Na het overlijden van Antoon zetten zijn twee neven Henricus (Harrie) en Godefridus (Frits) de wasblekerij voort. Na de Eerste Wereldoorlog gaan De gebroeders Bolsius op de wasblekerij ook zelf kerkkaarsen maken. Het ambacht leren ze van de plaatselijke koster. Hoewel de gietmachine nu van pas komt, blijft het grotendeels handwerk. Voor het fijne werk, het vlechten van de kaarsenpit, nemen ze enkele dames in dienst.
De kerkkaarsen vinden ook hun weg naar andere kerken in binnen- en buitenland. In 1927 verwerft Bolsius zelfs het predicaat ‘pauselijke hofleverancier’ vanwege de belangrijke functie die het vervult bij de kerkelijke eredienst. Met ook de productie van thee- en devotielichten (nachtlichten) en kaarsen voor de seculiere markt stijgt het aantal werknemer naar 80 in 1936.
Sfeervolle verlichting
De N.V. Gebr. Bolsius krijgt een zware klap te verduren wanneer beide directeuren Bolsius in 1954 omkomen bij een auto-ongeluk. De zoon van Harrie Bolsius, Lambertus, neemt samen met P. van der Heijden de directie over. Zij breiden het bedrijf aanzienlijk uit en schakelen over op een volledige machinale productie. Naast geperste theelichten, een uitvinding van Lambertus, maken ze gotische kaarsen, huishoudkaarsen en stoepkaarsen.
Vanaf de jaren zestig wordt de sierkaars populair met name onder jongeren. Zij vinden het kaarslicht een sfeervol alternatief voor het toch wat ongezellige elektrische licht. Door de grootschalige productie van deze sierkaars groeit Bolsius uit tot een middelgroot industrieel bedrijf met 125 werknemers.
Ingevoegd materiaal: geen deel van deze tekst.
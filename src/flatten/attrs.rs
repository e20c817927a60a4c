//! Attribute serialization
//!
//! TensorBoard escapes single quotes itself, so none may reach it.

use crate::graph::AttributeMap;

/// Replace every single quote with a space
pub fn strip_single_quotes(text: &str) -> String {
    text.replace('\'', " ")
}

/// Render a node's attributes as a display string
///
/// The map is printed as a literal in enumeration order
/// (`{'kernel_shape': [3, 3], 'group': 1}`) and then stripped of single quotes.
pub fn serialize_attributes(attributes: &AttributeMap) -> String {
    let entries: Vec<String> = attributes
        .iter()
        .map(|(name, value)| format!("'{}': {}", name, value))
        .collect();

    strip_single_quotes(&format!("{{{}}}", entries.join(", ")))
}
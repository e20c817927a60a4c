//! Value types and node attributes of a traced graph

use std::fmt::{self, Write};

use crate::tensor::{format_dims, Shape};

/// Kind string reported for tensor-typed values
pub const TENSOR_KIND: &str = "TensorType";

/// Type of a tensor value
#[derive(Debug, Clone, PartialEq, Default)]
pub struct TensorType {
    /// Scalar type name (`Float`, `Long`, ...), if the trace recorded one
    pub scalar_type: Option<String>,
    /// Dimension sizes, if the trace recorded them
    pub sizes: Option<Shape>,
}

/// Type descriptor of a traced value
#[derive(Debug, Clone, PartialEq)]
pub enum ValueType {
    /// Typed array
    Tensor(TensorType),
    /// Any non-array value (ints, lists, handles, ...)
    Other {
        /// Kind string, e.g. `IntType`
        kind: String,
        /// Printed form, e.g. `int`
        repr: String,
    },
}

impl ValueType {
    /// Complete tensor type with a scalar type and sizes
    pub fn tensor(scalar_type: &str, sizes: Shape) -> Self {
        ValueType::Tensor(TensorType {
            scalar_type: Some(scalar_type.to_string()),
            sizes: Some(sizes),
        })
    }

    /// Tensor type with nothing known about it
    pub fn dynamic() -> Self {
        ValueType::Tensor(TensorType::default())
    }

    /// Non-array type
    pub fn other(kind: &str, repr: &str) -> Self {
        ValueType::Other {
            kind: kind.to_string(),
            repr: repr.to_string(),
        }
    }

    /// Kind string of this type
    pub fn kind(&self) -> &str {
        match self {
            ValueType::Tensor(_) => TENSOR_KIND,
            ValueType::Other { kind, .. } => kind,
        }
    }

    /// Dimension sizes of a typed array, when recorded
    pub fn sizes(&self) -> Option<&Shape> {
        match self {
            ValueType::Tensor(t) => t.sizes.as_ref(),
            ValueType::Other { .. } => None,
        }
    }
}

impl fmt::Display for ValueType {
    fn fmt(&self, f: &mut fmt::Formatter<'_>) -> fmt::Result {
        match self {
            ValueType::Tensor(TensorType {
                scalar_type,
                sizes: Some(sizes),
            }) => write!(
                f,
                "{}({})",
                scalar_type.as_deref().unwrap_or("Tensor"),
                format_dims(sizes)
            ),
            ValueType::Tensor(TensorType {
                scalar_type: Some(scalar),
                sizes: None,
            }) => f.write_str(scalar),
            ValueType::Tensor(_) => f.write_str("Dynamic"),
            ValueType::Other { repr, .. } => f.write_str(repr),
        }
    }
}

/// Attribute attached to a traced node
#[derive(Debug, Clone, PartialEq)]
pub enum AttributeValue {
    /// `i`
    Int(i64),
    /// `f`
    Float(f64),
    /// `s`
    String(String),
    /// `is`
    Ints(Vec<i64>),
    /// `fs`
    Floats(Vec<f64>),
    /// `ss`
    Strings(Vec<String>),
    /// `t`, in the framework's printed form
    Tensor(String),
    /// `g`, in the framework's printed form
    Graph(String),
}

/// Write a quoted, escaped string literal
///
/// Single quotes are used unless the text holds a single quote and no double
/// quote. Control characters are written as `\n`, `\r`, `\t` or `\xNN`.
fn write_str_literal(f: &mut fmt::Formatter<'_>, s: &str) -> fmt::Result {
    let quote = if s.contains('\'') && !s.contains('"') {
        '"'
    } else {
        '\''
    };

    f.write_char(quote)?;
    for c in s.chars() {
        match c {
            '\\' => f.write_str("\\\\")?,
            '\n' => f.write_str("\\n")?,
            '\r' => f.write_str("\\r")?,
            '\t' => f.write_str("\\t")?,
            c if c == quote => write!(f, "\\{}", c)?,
            c if c.is_control() => write!(f, "\\x{:02x}", c as u32)?,
            c => f.write_char(c)?,
        }
    }
    f.write_char(quote)
}

/// Write a float in shortest round-trip form with a signed, two-digit
/// exponent (`1e-05`, `1.5e+16`)
fn write_float(f: &mut fmt::Formatter<'_>, v: f64) -> fmt::Result {
    if v.is_nan() {
        return f.write_str("nan");
    }
    if v.is_infinite() {
        return f.write_str(if v > 0.0 { "inf" } else { "-inf" });
    }

    let text = format!("{:?}", v);
    match text.split_once('e') {
        Some((mantissa, exp)) => {
            let (sign, digits) = match exp.strip_prefix('-') {
                Some(digits) => ('-', digits),
                None => ('+', exp),
            };
            write!(f, "{}e{}{:0>2}", mantissa, sign, digits)
        }
        None => f.write_str(&text),
    }
}

fn write_list<T>(
    f: &mut fmt::Formatter<'_>,
    items: &[T],
    mut write_item: impl FnMut(&mut fmt::Formatter<'_>, &T) -> fmt::Result,
) -> fmt::Result {
    f.write_str("[")?;
    for (i, item) in items.iter().enumerate() {
        if i > 0 {
            f.write_str(", ")?;
        }
        write_item(f, item)?;
    }
    f.write_str("]")
}

impl fmt::Display for AttributeValue {
    fn fmt(&self, f: &mut fmt::Formatter<'_>) -> fmt::Result {
        match self {
            AttributeValue::Int(v) => write!(f, "{}", v),
            AttributeValue::Float(v) => write_float(f, *v),
            AttributeValue::String(s) => write_str_literal(f, s),
            AttributeValue::Ints(vs) => write_list(f, vs, |f, v| write!(f, "{}", v)),
            AttributeValue::Floats(vs) => write_list(f, vs, |f, v| write_float(f, *v)),
            AttributeValue::Strings(vs) => write_list(f, vs, |f, v| write_str_literal(f, v)),
            AttributeValue::Tensor(repr) | AttributeValue::Graph(repr) => f.write_str(repr),
        }
    }
}
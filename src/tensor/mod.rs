//! Tensor utilities for traced graphs
//!
//! - Shape utilities (`shape`)

pub mod shape;

// Re-export commonly used items
pub use shape::{format_dims, shape_from_sizes, shape_to_proto, Dim, Shape, UNKNOWN_DIM_SIZE};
Zelfs prinses Beatrix bestelt bij Bolsius in 1966 speciale kaarsen voor bij haar bruiloftsdiners.
De grootste kaarsenproducent van Europa
Wanneer de moordende concurrentie begin jaren zeventig uit de Oostbloklanden Bolsius te veel wordt, gaan ze op zoek naar een overnamekandidaat. Die vinden ze in 1978 in Anton Kristen, eigenaar van de kaarsenfabriek Boxmeer. Omdat de naam Bolsius inmiddels een begrip is bij de consument, gaan ze verder onder de naam Bolsius Groep en maken ze zowel kaarsen voor kerkelijk als niet kerkelijk gebruik. Na vele overnames worden ze uiteindelijk de grootste kaarsenproducent van Europa. Hoewel het hoofdkantoor nog steeds aan de Kerkendijk in Schijndel ligt, is de productie verplaatst naar Polen.